▸ Task item:
Each line that holds the word "EffectKind" counts once; give the total for the records below and nothing else.

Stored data
┌────────

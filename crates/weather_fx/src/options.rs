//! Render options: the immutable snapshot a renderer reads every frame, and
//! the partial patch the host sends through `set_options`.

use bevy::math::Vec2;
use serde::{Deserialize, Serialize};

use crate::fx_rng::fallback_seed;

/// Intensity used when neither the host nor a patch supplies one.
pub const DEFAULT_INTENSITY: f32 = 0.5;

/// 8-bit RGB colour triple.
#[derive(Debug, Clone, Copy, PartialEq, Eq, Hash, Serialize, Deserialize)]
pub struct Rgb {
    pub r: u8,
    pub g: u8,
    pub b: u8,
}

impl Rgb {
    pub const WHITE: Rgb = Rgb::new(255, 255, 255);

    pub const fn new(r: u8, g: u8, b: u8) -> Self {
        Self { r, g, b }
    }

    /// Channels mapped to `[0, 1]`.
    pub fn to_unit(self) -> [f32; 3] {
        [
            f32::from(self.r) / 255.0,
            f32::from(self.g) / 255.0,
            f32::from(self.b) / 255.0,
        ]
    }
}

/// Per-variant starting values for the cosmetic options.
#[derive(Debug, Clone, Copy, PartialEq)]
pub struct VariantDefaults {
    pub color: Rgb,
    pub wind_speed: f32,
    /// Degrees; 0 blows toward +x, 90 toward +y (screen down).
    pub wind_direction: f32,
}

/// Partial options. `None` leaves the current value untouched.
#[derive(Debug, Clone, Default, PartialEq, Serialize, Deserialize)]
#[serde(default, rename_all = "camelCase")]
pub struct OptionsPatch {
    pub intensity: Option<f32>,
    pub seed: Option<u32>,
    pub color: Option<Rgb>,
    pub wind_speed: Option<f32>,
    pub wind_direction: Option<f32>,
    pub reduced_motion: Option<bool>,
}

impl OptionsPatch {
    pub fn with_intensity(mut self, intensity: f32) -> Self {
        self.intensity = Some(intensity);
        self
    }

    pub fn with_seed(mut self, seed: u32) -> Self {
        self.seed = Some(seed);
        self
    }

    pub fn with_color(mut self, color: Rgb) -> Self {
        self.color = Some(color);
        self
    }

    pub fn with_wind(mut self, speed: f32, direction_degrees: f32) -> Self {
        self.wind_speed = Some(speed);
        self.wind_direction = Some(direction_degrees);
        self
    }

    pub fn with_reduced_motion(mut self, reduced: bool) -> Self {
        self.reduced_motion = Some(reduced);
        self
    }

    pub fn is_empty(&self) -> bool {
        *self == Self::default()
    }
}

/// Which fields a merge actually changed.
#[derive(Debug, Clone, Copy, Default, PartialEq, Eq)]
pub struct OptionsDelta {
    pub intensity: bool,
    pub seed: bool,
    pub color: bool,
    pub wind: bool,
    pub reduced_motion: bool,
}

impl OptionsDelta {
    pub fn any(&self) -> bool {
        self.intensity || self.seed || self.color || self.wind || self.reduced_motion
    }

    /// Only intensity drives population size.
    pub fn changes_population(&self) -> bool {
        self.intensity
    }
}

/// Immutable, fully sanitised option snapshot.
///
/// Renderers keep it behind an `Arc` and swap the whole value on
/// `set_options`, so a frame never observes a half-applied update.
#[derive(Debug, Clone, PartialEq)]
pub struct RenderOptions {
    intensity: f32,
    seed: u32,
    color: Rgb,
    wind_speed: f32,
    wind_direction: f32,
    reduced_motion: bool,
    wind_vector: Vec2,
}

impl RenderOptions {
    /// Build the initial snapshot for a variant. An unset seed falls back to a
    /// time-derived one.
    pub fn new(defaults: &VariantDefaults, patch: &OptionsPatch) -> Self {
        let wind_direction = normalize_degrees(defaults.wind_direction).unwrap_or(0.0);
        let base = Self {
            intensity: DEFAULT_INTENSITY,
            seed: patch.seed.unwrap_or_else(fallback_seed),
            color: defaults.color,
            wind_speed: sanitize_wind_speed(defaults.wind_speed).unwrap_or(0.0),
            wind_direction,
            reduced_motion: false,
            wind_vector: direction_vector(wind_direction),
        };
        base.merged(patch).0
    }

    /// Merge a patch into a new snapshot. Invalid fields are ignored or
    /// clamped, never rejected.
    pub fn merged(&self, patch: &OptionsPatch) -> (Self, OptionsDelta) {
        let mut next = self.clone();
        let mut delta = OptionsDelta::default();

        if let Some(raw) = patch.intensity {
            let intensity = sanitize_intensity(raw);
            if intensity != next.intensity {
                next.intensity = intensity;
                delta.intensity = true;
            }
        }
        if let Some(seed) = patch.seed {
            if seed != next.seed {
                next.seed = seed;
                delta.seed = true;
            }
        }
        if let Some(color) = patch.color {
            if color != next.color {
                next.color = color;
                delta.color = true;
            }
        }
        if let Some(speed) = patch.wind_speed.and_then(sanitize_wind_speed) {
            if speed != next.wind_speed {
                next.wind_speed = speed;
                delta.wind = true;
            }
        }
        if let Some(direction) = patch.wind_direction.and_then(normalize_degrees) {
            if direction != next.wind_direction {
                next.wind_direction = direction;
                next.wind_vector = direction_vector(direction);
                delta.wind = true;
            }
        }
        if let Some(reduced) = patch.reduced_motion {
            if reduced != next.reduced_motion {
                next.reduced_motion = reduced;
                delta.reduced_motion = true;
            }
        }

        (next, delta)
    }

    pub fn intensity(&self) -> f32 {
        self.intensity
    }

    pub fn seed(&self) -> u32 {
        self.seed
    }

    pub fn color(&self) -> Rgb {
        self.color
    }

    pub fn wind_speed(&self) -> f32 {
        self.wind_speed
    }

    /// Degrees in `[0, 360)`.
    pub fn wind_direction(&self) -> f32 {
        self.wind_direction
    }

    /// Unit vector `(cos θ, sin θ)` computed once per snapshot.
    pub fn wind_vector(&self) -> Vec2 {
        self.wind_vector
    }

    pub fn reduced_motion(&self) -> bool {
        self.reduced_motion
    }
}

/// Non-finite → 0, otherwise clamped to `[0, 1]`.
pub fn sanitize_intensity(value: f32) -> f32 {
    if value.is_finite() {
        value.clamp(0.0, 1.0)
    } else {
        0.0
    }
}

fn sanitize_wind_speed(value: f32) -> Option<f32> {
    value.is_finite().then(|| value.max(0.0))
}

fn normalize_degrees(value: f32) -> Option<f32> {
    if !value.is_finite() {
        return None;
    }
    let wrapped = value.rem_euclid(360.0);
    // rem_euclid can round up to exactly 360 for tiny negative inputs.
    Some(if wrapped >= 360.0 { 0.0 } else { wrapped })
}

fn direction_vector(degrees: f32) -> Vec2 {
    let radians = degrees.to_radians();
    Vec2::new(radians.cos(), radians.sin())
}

└────────
┌────────

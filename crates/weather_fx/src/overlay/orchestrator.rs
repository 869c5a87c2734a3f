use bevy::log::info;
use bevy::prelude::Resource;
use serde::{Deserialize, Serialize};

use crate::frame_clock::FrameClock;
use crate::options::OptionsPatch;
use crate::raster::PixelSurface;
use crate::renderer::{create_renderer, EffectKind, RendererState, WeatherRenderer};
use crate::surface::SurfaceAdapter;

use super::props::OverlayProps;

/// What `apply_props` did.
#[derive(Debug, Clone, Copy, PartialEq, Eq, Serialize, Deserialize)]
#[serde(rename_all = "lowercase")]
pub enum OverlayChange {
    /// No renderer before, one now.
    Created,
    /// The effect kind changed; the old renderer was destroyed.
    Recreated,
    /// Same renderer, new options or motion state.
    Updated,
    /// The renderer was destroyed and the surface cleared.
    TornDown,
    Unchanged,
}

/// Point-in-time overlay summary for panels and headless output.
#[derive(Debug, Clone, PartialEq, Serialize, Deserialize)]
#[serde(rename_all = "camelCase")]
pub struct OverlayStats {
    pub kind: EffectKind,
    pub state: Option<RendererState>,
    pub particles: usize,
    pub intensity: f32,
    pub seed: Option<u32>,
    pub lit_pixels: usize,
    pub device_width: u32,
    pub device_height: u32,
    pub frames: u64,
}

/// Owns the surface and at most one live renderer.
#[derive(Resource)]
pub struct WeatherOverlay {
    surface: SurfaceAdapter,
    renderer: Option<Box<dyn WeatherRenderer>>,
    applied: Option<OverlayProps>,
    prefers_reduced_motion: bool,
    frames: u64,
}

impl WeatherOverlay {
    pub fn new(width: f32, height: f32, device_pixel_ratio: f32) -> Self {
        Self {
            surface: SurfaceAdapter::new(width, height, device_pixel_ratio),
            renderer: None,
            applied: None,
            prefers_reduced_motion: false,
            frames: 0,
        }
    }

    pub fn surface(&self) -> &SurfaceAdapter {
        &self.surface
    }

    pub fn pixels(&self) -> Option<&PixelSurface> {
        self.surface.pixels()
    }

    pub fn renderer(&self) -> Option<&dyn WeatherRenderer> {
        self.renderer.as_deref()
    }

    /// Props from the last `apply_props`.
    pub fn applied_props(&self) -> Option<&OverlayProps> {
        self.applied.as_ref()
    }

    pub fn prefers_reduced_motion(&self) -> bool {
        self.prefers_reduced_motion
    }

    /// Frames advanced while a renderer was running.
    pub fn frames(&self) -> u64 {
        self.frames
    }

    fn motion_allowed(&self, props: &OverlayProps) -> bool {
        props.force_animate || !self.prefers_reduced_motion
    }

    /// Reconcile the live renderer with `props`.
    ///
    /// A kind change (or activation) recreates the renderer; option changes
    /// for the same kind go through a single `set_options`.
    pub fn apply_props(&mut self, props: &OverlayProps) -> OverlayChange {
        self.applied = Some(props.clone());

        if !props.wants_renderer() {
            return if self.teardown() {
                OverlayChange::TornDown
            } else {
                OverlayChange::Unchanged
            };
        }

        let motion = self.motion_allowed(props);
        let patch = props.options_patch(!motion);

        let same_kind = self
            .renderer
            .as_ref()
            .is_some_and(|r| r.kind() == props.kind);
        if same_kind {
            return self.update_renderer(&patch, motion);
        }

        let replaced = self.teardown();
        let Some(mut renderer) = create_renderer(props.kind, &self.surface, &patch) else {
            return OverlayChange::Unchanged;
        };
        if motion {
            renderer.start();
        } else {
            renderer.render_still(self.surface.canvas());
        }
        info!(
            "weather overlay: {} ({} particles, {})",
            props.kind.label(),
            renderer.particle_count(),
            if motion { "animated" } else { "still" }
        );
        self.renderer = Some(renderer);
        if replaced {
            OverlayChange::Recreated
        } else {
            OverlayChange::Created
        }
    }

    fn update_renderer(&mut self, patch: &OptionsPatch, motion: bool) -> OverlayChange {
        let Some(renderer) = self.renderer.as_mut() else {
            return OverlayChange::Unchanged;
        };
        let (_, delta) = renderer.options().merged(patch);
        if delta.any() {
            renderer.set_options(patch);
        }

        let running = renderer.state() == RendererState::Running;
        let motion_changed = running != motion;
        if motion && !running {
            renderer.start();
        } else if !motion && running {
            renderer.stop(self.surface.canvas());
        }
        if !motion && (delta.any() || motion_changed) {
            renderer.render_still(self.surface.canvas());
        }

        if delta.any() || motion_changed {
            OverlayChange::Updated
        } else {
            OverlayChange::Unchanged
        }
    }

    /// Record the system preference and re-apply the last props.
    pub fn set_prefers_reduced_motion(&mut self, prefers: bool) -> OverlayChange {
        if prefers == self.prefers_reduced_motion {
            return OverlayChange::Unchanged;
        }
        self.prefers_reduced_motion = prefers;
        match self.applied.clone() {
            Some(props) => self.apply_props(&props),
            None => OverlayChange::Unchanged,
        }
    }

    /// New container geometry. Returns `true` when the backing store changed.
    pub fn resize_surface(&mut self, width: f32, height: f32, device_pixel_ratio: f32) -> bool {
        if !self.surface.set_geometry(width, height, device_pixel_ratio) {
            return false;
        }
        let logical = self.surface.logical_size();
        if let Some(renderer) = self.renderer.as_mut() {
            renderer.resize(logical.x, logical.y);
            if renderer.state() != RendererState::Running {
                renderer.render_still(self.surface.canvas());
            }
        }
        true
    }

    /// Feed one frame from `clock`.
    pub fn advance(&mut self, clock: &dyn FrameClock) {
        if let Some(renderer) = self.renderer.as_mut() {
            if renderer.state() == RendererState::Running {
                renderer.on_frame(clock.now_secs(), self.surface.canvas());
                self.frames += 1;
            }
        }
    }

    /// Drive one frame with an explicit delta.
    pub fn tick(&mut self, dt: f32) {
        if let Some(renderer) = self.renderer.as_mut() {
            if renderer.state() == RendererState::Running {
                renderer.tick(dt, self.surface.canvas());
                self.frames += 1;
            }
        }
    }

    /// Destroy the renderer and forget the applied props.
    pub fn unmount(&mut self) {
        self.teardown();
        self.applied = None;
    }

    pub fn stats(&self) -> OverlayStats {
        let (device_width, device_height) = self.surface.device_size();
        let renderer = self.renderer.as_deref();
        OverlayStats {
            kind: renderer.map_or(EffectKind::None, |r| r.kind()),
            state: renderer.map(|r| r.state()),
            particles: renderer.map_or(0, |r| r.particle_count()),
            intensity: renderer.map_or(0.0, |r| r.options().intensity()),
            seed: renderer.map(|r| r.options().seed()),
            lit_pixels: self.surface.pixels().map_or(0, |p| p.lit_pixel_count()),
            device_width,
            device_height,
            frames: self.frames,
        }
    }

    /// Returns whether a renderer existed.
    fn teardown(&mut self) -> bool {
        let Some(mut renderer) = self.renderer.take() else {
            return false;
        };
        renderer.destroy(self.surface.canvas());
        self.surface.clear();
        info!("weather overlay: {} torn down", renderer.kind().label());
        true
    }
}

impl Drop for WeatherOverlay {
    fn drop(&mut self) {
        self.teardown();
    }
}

└────────
┌────────

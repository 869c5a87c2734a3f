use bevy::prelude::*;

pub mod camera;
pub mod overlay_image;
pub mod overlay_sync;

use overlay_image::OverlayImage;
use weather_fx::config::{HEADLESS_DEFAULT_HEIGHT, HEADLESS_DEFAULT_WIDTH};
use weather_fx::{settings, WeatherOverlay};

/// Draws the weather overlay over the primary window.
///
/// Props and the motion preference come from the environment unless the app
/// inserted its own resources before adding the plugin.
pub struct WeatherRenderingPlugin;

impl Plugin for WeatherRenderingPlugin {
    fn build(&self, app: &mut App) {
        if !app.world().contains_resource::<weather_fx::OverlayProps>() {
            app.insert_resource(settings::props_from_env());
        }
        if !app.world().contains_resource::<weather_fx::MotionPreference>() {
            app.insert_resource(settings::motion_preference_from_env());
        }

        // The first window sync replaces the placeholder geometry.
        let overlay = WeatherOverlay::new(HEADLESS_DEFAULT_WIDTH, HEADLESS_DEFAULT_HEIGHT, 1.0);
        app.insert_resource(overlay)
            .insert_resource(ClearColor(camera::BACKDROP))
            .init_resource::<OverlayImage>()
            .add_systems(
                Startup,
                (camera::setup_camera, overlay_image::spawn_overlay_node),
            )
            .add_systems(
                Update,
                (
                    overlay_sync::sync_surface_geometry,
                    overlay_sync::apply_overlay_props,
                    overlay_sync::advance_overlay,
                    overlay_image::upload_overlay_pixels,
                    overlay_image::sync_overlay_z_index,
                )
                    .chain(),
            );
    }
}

└────────

▸ Result for this task:
3